Dr. Jon Tyson receives the AAP's APGAR Award.
Dr. Jon Tyson receives the AAP’s APGAR Award.

Dr. Jon Tyson, the Michelle Bain Distinguished Professor of Medicine and Public Health, has won the 2014 APGAR Award for his lifelong contributions to perinatal medicine and education.

The award, named after the physician who designed the first standardized method for evaluating a newborn’s transition to life outside the womb, is considered the highest honor bestowed by the American Academy of Pediatrics (AAP) for perinatal care.

Tyson, vice dean for Clinical Research & Healthcare Quality, received the award at a recent ceremony in San Diego during the AAP National Conference and Exhibition.

“Dr. Tyson is an ideal academic mentor who places major emphasis on comparative effectiveness and has the highest standards of patient care,” said Dr. Giuseppe Colasurdo, president of UTHealth and dean of McGovern Medical School.

Tyson has been a leading investigator of the Neonatal Research Network for the National Institute of Child Health and Development (NICHD) since 1986. He is also the lead researcher for a study that has shown a 50 percent reduction in emergency room visits, hospitalizations, and ICU admissions and a $10,000 yearly savings per child in health care costs among chronically ill children. A three-year, $3.7 million grant from the U.S. Department of Health and Human Services supports the study.

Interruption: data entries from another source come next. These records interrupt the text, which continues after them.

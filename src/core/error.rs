use thiserror::Error;

#[derive(Debug, Error, Clone, PartialEq)]
pub enum ProjectionError {
    #[error("invalid {field}: {reason}")]
    InvalidParameter { field: &'static str, reason: String },
}

impl ProjectionError {
    pub(crate) fn invalid(field: &'static str, reason: impl Into<String>) -> Self {
        Self::InvalidParameter {
            field,
            reason: reason.into(),
        }
    }

    pub fn field(&self) -> &'static str {
        match self {
            Self::InvalidParameter { field, .. } => field,
        }
    }
}
use axum::{
    Router,
    extract::{
        Json, Query,
        rejection::{JsonRejection, QueryRejection},
    },
    http::{HeaderValue, StatusCode, header},
    response::{IntoResponse, Response},
    routing::get,
};
use chrono::NaiveDate;
use clap::Parser;
use serde::{Deserialize, Serialize};
use std::ffi::OsString;
use std::net::SocketAddr;
use thiserror::Error;
use tokio::net::TcpListener;
use tracing::{info, warn};

use crate::core::{
    InputParameters, PeriodRecord, ProjectionError, SummaryTotals, YearSnapshot, run_projection,
    yearly_series,
};

/// Engine field name, CLI flag, API payload key.
const FIELD_NAMES: [(&str, &str, &str); 8] = [
    ("loan_amount", "--loan-amount", "loanAmount"),
    ("annual_interest_rate_pct", "--interest-rate", "interestRate"),
    ("loan_term_years", "--loan-term", "loanTerm"),
    ("monthly_rent", "--monthly-rent", "monthlyRent"),
    (
        "annual_investment_return_pct",
        "--investment-return",
        "investmentReturn",
    ),
    (
        "annual_property_appreciation_pct",
        "--appreciation-rate",
        "appreciationRate",
    ),
    (
        "annual_rent_escalation_pct",
        "--rent-escalation",
        "rentEscalation",
    ),
    ("start_date", "--start-date", "startDate"),
];

#[derive(Debug, Error)]
pub enum CliError {
    /// Flag parsing failed, or `--help`/`--version` was requested.
    #[error("{0}")]
    Args(#[from] clap::Error),
    #[error("{0}")]
    Input(String),
}

#[derive(Copy, Clone, Debug, Eq, PartialEq)]
enum Surface {
    Cli,
    Http,
}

Tyson is recognized for his efforts to develop improved methods to minimize bias and imprecision and maximize the efficiency and generalizability of clinical research.

He may be best known for promoting evidence-based ethics and more informed and better justified parental counseling and treatment decisions for extremely premature infants. He led the development of a web-based tool for infants at 22 to 25 weeks gestation using multiple risk factors to estimate the likelihood of survival, survival without impairment, and survival without profound impairment with intensive care. This widely used tool was based on network data, which was published in the New England Journal of Medicine and placed on the NICHD Neonatal Research Network website.

In working with fellows and junior faculty, Tyson is known as an extremely dedicated mentor. In the past 11 years, 34 of his mentees have received career development awards, 38 have received federal funding, and 14 have directed multicenter studies. Ten have gone on to become academic leaders, including one dean.

Tyson has been an author on 300 publications and has received the UTHealth President’s Scholar Award for Teaching; the President’s Award for Mentoring Women; the Distinguished Educator Award from the Association of Clinical Research Training Program Directors; the Maureen Andrew Award Mentorship from the Society for Pediatric Research; and the Douglas K. Richardson Award for Perinatal and Pediatric Healthcare Research from the Society for Pediatric Research.